Why Heartbeats Matter: Physics Behind ECG Waves

The Basics: Why Your Heart’s Electricity Matters

An ECG, also known as an EKG, records the electrical signals produced by the heart as it contracts and relaxes. But have you ever wondered how a few sticky pads and wires translate your heartbeat into a series of waves on a screen? The answer lies in electric fields, waveforms, and conductivity — the fundamental elements of physics. Each bump, spike, interval, and complex on the graph represents a certain electrical event in the cardiac cycle, from the pacemaker cells initiating a wave of depolarisation to the relaxation of the heart muscles. This is just one example of how physics and medicine come together—using principles of electricity to help doctors diagnose various heart conditions.

A Brief History of the ECG: From Capillary Tubes to Clinics

The electrocardiogram has been a cornerstone of medical diagnostics for over a century, but its roots trace back even further. In the late 1800s, physiologist Augustus Waller published the first human "electrogram," using a capillary electrometer to record the heart’s electrical activity. This technology was revolutionised by Dutch scientist Willem Einthoven in the early 1900s, who accounted for inertia and friction inside the capillaries, along with the existing ability to detect voltage changes produced by the heart’s electrical pulses. Over time, ECG machines became more accessible, and with advancements in electronics, performing an ECG test is now quicker and simpler than ever.
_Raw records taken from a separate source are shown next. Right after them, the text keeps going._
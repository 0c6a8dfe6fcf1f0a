//! # Database Error Types
//!
//! Error types for storage operations.
//!
//! ## Error Flow
//! ```text
//! ┌─────────────────────────────────────────────────────────────────────────┐
//! │                    Error Propagation                                    │
//! │                                                                         │
//! │  SQLite Error (sqlx::Error)        Engine Error (CoreError)            │
//! │       │                                  │                              │
//! │       ▼                                  ▼                              │
//! │  DbError (this module) ← Adds context and categorization               │
//! │       │                                                                 │
//! │       ▼                                                                 │
//! │  Caller (REST handler / UI adapter) ← user-facing message              │
//! │                                                                         │
//! └─────────────────────────────────────────────────────────────────────────┘
//! ```

use imagicity_core::CoreError;
use thiserror::Error;

/// Database operation errors.
///
/// These errors wrap sqlx errors and provide additional context
/// for debugging and user feedback.
#[derive(Debug, Error)]
pub enum DbError {
    /// Entity not found in database.
    ///
    /// ## When This Occurs
    /// - `fetch_one` returns no rows
    /// - ID doesn't exist
    #[error("{entity} not found: {id}")]
    NotFound { entity: String, id: String },

    /// Unique constraint violation.
    ///
    /// ## When This Occurs
    /// - Explicit invoice number that is already taken
    /// - Any UNIQUE index violation
    #[error("Duplicate {field}: '{value}' already exists")]
    UniqueViolation { field: String, value: String },

    /// Foreign key constraint violation.
    ///
    /// ## When This Occurs
    /// - Invoice referencing a non-existent client
    /// - Payment referencing a non-existent invoice
    #[error("Foreign key violation: {message}")]
    ForeignKeyViolation { message: String },

    /// Database connection failed.
    #[error("Connection failed: {0}")]
    ConnectionFailed(String),

    /// Migration failed.
    #[error("Migration failed: {0}")]
    MigrationFailed(String),

    /// Query execution failed.
    #[error("Query failed: {0}")]
    QueryFailed(String),

    /// Transaction failed.
    #[error("Transaction failed: {0}")]
    TransactionFailed(String),

    /// Pool exhausted (all connections in use).
    #[error("Connection pool exhausted")]
    PoolExhausted,

    /// A stored value could not be decoded (bad decimal, malformed JSON).
    #[error("Invalid stored data in {column}: {reason}")]
    InvalidData { column: String, reason: String },

    /// The invoice engine rejected the input.
    #[error(transparent)]
    Core(#[from] CoreError),

    /// Configuration could not be loaded.
    #[error("Configuration error: {0}")]
    Config(String),

    /// Internal database error.
    #[error("Internal database error: {0}")]
    Internal(String),
}

impl DbError {
    /// Creates a NotFound error for a given entity type and ID.
    pub fn not_found(entity: impl Into<String>, id: impl Into<String>) -> Self {
        DbError::NotFound {
            entity: entity.into(),
            id: id.into(),
        }
    }

    /// Creates a UniqueViolation error.
    pub fn duplicate(field: impl Into<String>, value: impl Into<String>) -> Self {
        DbError::UniqueViolation {
            field: field.into(),
            value: value.into(),
        }
    }

    /// Creates an InvalidData error.
    pub fn invalid_data(column: impl Into<String>, reason: impl ToString) -> Self {
        DbError::InvalidData {
            column: column.into(),
            reason: reason.to_string(),
        }
    }
}

/// Convert sqlx errors to DbError.
///
/// ## Error Mapping
/// ```text
/// sqlx::Error::RowNotFound    → DbError::NotFound
/// sqlx::Error::Database       → Analyze message for constraint type
/// sqlx::Error::PoolTimedOut   → DbError::PoolExhausted
/// Other                       → DbError::Internal
/// ```
impl From<sqlx::Error> for DbError {
    fn from(err: sqlx::Error) -> Self {
        match err {
            sqlx::Error::RowNotFound => DbError::NotFound {
                entity: "Record".to_string(),
                id: "unknown".to_string(),
            },

            sqlx::Error::Database(db_err) => {
                let msg = db_err.message();

                // "UNIQUE constraint failed: <table>.<column>"
                // "FOREIGN KEY constraint failed"
                if let Some(field) = msg.strip_prefix("UNIQUE constraint failed: ") {
                    DbError::UniqueViolation {
                        field: field.to_string(),
                        value: "unknown".to_string(),
                    }
                } else if msg.contains("FOREIGN KEY constraint failed") {
                    DbError::ForeignKeyViolation {
                        message: msg.to_string(),
                    }
                } else {
                    DbError::QueryFailed(msg.to_string())
                }
            }

            sqlx::Error::PoolTimedOut => DbError::PoolExhausted,

            sqlx::Error::PoolClosed => DbError::ConnectionFailed("Pool is closed".to_string()),

            _ => DbError::Internal(err.to_string()),
        }
    }
}

impl From<sqlx::migrate::MigrateError> for DbError {
    fn from(err: sqlx::migrate::MigrateError) -> Self {
        DbError::MigrationFailed(err.to_string())
    }
}

impl From<serde_json::Error> for DbError {
    fn from(err: serde_json::Error) -> Self {
        DbError::invalid_data("json", err)
    }
}

impl From<toml::de::Error> for DbError {
    fn from(err: toml::de::Error) -> Self {
        DbError::Config(err.to_string())
    }
}

impl From<std::io::Error> for DbError {
    fn from(err: std::io::Error) -> Self {
        DbError::Config(err.to_string())
    }
}

/// Result type for database operations.
pub type DbResult<T> = Result<T, DbError>;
Decoding the Rhythm: Electrical Conduction and the ECG Trace

Every heartbeat begins with an electrical impulse generated by the sinoatrial node, often called the heart’s natural pacemaker. This impulse travels through the atria, reaches the atrioventricular node—where the signal is delayed—and then spreads through the bundle of His and Purkinje fibres, causing the heart muscle to contract in a coordinated rhythm. As these electrical signals move through the heart, they create shifting electric fields that radiate through the surrounding tissues owing to the contraction of the different chambers. Electrodes placed on the skin detect differences in electric potential caused by this wave of depolarisation and repolarisation. The ECG machine captures these changes as a continuous voltage-time graph—producing the P wave (atrial depolarisation), QRS complex (ventricular depolarisation), and T wave (ventricular repolarization).

At the Cellular Level: How Ion Movement Creates Heart Rhythms

The electrical signals recorded by an ECG arise from differences in ion concentrations inside and outside heart cells. Inside cardiac muscle cells (intracellular fluid), potassium ions dominate, while outside (extracellular fluid), sodium and calcium ions are more abundant. This creates a voltage difference across the cell membrane known as the resting membrane potential. When the heart’s pacemaker triggers depolarisation, sodium ions rush into the cells, reversing this voltage difference and making the inside of the cell more positive. As this wave of depolarisation moves through different parts of the heart in a precise sequence, it creates shifting electrical fields that surface electrodes detect. The ECG graph captures these changes as waves, which can be used to interpret the regularity and rhythm of the heartbeat.

The Impact of ECGs Today

Each year, over 300 million ECGs are performed worldwide, underscoring their pivotal role in modern medicine. Studies have shown that early ECG detection can significantly reduce mortality rates in heart attack patients by preventing complications. The principles of electricity, ion movements, and electrical fields that make this technology possible are only achievable thanks to the combined work of both biologists and physicists—their knowledge and collaboration have created this amazing fusion of science that saves lives every day.